HOW TO COMPLETE THIS TASK: Look through the records that follow. Copy every line containing the word "PyTorch".

[Opening DATA FOR THIS EXERCISE section]

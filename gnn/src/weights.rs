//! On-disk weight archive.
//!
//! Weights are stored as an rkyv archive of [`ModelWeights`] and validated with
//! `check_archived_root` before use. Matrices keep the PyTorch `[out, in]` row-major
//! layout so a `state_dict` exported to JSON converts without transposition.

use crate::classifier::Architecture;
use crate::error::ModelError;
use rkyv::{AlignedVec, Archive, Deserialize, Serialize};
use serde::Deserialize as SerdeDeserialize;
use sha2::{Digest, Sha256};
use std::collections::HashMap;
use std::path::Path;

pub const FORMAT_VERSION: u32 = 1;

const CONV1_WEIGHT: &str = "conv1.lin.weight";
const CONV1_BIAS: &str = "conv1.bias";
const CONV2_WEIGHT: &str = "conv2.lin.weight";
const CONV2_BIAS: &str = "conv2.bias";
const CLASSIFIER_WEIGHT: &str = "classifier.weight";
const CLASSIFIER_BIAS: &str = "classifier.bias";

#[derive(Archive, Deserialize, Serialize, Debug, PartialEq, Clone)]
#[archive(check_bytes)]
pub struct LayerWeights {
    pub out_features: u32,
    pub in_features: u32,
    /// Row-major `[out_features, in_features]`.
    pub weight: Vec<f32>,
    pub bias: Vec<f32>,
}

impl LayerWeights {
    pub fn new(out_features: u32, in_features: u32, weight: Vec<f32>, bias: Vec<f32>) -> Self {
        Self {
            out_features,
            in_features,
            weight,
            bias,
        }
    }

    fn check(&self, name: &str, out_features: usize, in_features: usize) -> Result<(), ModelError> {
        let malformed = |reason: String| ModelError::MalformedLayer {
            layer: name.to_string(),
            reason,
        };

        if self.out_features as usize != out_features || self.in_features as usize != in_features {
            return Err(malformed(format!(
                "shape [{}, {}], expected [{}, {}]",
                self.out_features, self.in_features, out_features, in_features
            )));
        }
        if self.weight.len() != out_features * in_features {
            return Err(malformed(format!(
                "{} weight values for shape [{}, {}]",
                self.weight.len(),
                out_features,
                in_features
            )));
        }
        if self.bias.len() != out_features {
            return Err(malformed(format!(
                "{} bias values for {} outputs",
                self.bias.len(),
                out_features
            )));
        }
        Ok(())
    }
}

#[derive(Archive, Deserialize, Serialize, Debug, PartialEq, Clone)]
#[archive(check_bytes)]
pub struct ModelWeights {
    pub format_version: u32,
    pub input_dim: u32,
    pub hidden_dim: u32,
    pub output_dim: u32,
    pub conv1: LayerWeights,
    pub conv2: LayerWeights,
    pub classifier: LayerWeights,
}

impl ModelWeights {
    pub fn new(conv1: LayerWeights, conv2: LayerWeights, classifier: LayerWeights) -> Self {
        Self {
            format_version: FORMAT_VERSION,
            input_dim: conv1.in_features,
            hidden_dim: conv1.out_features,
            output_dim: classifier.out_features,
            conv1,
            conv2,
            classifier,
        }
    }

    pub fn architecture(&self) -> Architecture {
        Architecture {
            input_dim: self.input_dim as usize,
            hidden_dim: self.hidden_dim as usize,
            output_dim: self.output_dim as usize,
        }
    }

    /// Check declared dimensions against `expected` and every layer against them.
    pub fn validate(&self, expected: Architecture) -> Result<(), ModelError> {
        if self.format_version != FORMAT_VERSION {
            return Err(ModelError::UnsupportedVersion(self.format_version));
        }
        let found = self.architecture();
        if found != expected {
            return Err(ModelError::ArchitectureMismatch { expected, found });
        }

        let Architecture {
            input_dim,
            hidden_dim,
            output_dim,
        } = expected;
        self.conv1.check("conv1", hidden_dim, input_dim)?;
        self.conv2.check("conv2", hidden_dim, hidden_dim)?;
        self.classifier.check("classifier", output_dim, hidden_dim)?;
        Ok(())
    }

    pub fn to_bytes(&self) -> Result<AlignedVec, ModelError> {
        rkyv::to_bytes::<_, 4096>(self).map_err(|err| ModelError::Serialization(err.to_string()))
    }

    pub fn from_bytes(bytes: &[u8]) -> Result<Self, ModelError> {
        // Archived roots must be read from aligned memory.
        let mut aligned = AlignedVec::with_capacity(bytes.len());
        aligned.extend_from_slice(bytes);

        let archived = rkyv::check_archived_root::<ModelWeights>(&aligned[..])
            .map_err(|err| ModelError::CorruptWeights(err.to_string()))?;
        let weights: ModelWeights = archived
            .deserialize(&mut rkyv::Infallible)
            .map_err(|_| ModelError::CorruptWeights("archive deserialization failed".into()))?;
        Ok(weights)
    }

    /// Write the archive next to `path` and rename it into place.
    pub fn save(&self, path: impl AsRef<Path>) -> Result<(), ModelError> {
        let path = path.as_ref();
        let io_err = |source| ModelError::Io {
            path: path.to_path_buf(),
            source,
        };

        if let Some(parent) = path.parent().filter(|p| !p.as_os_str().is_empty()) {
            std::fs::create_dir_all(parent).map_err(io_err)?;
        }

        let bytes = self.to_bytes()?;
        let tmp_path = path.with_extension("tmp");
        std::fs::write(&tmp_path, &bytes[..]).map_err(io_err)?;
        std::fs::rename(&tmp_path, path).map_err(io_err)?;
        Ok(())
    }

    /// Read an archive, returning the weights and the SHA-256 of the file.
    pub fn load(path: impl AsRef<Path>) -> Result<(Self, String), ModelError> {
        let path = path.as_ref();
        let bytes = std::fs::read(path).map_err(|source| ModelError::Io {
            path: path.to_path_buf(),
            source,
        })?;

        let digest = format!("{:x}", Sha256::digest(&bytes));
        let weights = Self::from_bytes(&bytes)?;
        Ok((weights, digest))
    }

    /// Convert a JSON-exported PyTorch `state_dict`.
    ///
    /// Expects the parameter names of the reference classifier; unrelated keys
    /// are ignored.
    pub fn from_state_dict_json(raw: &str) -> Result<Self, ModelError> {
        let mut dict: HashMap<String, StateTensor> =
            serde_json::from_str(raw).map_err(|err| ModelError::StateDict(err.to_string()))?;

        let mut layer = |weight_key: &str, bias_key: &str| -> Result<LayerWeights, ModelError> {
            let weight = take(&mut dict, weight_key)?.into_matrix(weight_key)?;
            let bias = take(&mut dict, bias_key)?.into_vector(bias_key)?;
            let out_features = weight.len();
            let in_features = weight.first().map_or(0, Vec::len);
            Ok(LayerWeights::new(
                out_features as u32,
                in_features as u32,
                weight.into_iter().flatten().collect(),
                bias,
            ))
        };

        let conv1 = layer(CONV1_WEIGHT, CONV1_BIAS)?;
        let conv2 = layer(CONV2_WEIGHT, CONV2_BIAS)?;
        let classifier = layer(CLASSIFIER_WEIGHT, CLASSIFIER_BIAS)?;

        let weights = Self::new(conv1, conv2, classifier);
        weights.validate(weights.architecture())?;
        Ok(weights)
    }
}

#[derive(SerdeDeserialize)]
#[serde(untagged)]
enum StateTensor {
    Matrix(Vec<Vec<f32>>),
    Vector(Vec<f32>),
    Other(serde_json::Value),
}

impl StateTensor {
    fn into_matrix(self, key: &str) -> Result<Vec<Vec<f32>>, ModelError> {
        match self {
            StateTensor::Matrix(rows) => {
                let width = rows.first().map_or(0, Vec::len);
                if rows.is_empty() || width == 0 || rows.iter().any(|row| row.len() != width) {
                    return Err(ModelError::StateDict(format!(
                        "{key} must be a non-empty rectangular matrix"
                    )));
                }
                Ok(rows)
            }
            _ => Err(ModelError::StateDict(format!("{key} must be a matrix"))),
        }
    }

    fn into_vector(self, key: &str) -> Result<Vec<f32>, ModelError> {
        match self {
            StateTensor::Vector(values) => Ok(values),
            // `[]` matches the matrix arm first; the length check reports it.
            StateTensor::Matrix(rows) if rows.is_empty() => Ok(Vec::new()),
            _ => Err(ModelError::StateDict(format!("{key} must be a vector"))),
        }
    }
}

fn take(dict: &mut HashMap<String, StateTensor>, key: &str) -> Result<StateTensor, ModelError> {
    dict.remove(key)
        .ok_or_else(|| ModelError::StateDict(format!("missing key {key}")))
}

[Closing DATA FOR THIS EXERCISE section]

ANSWER FOR THIS EXERCISE:
//! `check_archived_root` before use. Matrices keep the PyTorch `[out, in]` row-major
    /// Convert a JSON-exported PyTorch `state_dict`.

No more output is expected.